La invención de la “consultoría política”

These are two excerpts from an interesting piece on the invention of political consulting (from The New Yorker):

THE LIE FACTORY. How politics became a business.  By 

Never underestimate the opposition. The first thing Whitaker and Baxter always did, when they took on a campaign, was to “hibernate” for a week, to write a Plan of Campaign. Then they wrote an Opposition Plan of Campaign, to anticipate the moves made against them. Every campaign needs a theme. Keep it simple. Rhyming’s good. (“For Jimmy and me, vote ‘yes’ on 3.”) Never explain anything. “The more you have to explain,” Whitaker said, “the more difficult it is to win support.” Say the same thing over and over again. “We assume we have to get a voter’s attention seven times to make a sale,” Whitaker said.
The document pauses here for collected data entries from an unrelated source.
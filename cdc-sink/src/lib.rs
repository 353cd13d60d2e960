//! The Sink (spec §4.7): publishes accepted `ChangeEvent`s on a subject
//! and exposes the `nats.*` publish/KV facility the Transformer's script
//! mode binds into its runtime.

use async_nats::jetstream;
use async_trait::async_trait;
use cdc_model::{ChangeEvent, Error, EventSink, Result};
use tracing::{info, warn};

pub struct NatsSinkConfig {
    pub url: String,
    pub subject: String,
    pub max_reconnect: i32,
    pub reconnect_wait: std::time::Duration,
}

/// A bus-backed [`EventSink`]. Connection options map to spec §6
/// `sink: {url, subject, max_reconnect, reconnect_wait_duration}`; the
/// disconnect/reconnect/closed observers log at warn/info/warn per
/// spec §4.7.
pub struct NatsSink {
    client: async_nats::Client,
    jetstream: jetstream::Context,
    subject: String,
}

impl NatsSink {
    pub async fn connect(config: NatsSinkConfig) -> Result<Self> {
        let client = async_nats::ConnectOptions::new()
            .max_reconnects(Some(config.max_reconnect as usize))
            .reconnect_delay_callback(move |_attempts| config.reconnect_wait)
            .event_callback(|event| async move {
                match event {
                    async_nats::Event::Disconnected => {
                        warn!("nats connection disconnected");
                    }
                    async_nats::Event::Connected => {
                        info!("nats connection (re)established");
                    }
                    async_nats::Event::ClientError(e) => {
                        warn!(error = %e, "nats client error");
                    }
                    async_nats::Event::Closed => {
                        warn!("nats connection permanently closed, reconnect attempts exhausted");
                    }
                    other => {
                        info!(event = ?other, "nats connection event");
                    }
                }
            })
            .connect(&config.url)
            .await
            .map_err(|e| Error::Preflight(format!("cannot connect to sink at {}: {e}", config.url)))?;

        let jetstream = jetstream::new(client.clone());

        Ok(NatsSink {
            client,
            jetstream,
            subject: config.subject,
        })
    }

    async fn kv_store(&self, bucket: &str) -> Result<jetstream::kv::Store> {
        self.jetstream
            .get_key_value(bucket)
            .await
            .map_err(|e| Error::Sink(format!("cannot open kv bucket {bucket}: {e}")))
    }
}

#[async_trait]
impl EventSink for NatsSink {
    async fn publish_event(&self, event: &ChangeEvent) -> Result<()> {
        let payload = match &event.raw_bytes {
            Some(tail) => tail.clone(),
            None => event
                .to_canonical_json()
                .map_err(|e| Error::Sink(format!("cannot serialize event: {e}")))?,
        };
        self.publish_raw(&self.subject.clone(), &payload).await
    }

    async fn publish_raw(&self, subject: &str, data: &[u8]) -> Result<()> {
        self.client
            .publish(subject.to_string(), data.to_vec().into())
            .await
            .map_err(|e| Error::Sink(format!("publish to {subject} failed: {e}")))
    }

    async fn kv_get(&self, bucket: &str, key: &str) -> Result<Option<Vec<u8>>> {
        let store = self.kv_store(bucket).await?;
        store
            .get(key)
            .await
            .map(|opt| opt.map(|bytes| bytes.to_vec()))
            .map_err(|e| Error::Sink(format!("kv get {bucket}/{key} failed: {e}")))
    }

    async fn kv_put(&self, bucket: &str, key: &str, value: &[u8]) -> Result<()> {
        let store = self.kv_store(bucket).await?;
        store
            .put(key, value.to_vec().into())
            .await
            .map_err(|e| Error::Sink(format!("kv put {bucket}/{key} failed: {e}")))?;
        Ok(())
    }

    async fn kv_delete(&self, bucket: &str, key: &str) -> Result<()> {
        let store = self.kv_store(bucket).await?;
        store
            .delete(key)
            .await
            .map_err(|e| Error::Sink(format!("kv delete {bucket}/{key} failed: {e}")))
    }
}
Subtlety is your enemy. “Words that lean on the mind are no good,” according to Baxter. “They must dent it.” Simplify, simplify, simplify. “A wall goes up,” Whitaker warned, “when you try to make Mr. and Mrs. Average American Citizen work or think.”

(…)

“Voters are basically lazy, basically uninterested in making an effort to understand what we’re talking about,” the Nixon adviser William Gavin wrote in a memo. “Reason requires a higher degree of discipline, of concentration; impression is easier,” he wrote in another memo. “Reason pushes the viewer back, it assaults him, it demands that he agree or disagree; impression can envelop him, invite him in, without making an intellectual demand. . . . When we argue with him we demand that he make the effort of replying. We seek to engage his intellect, and for most people this is the most difficult work of all. The emotions are more easily roused, closer to the surface, more malleable.”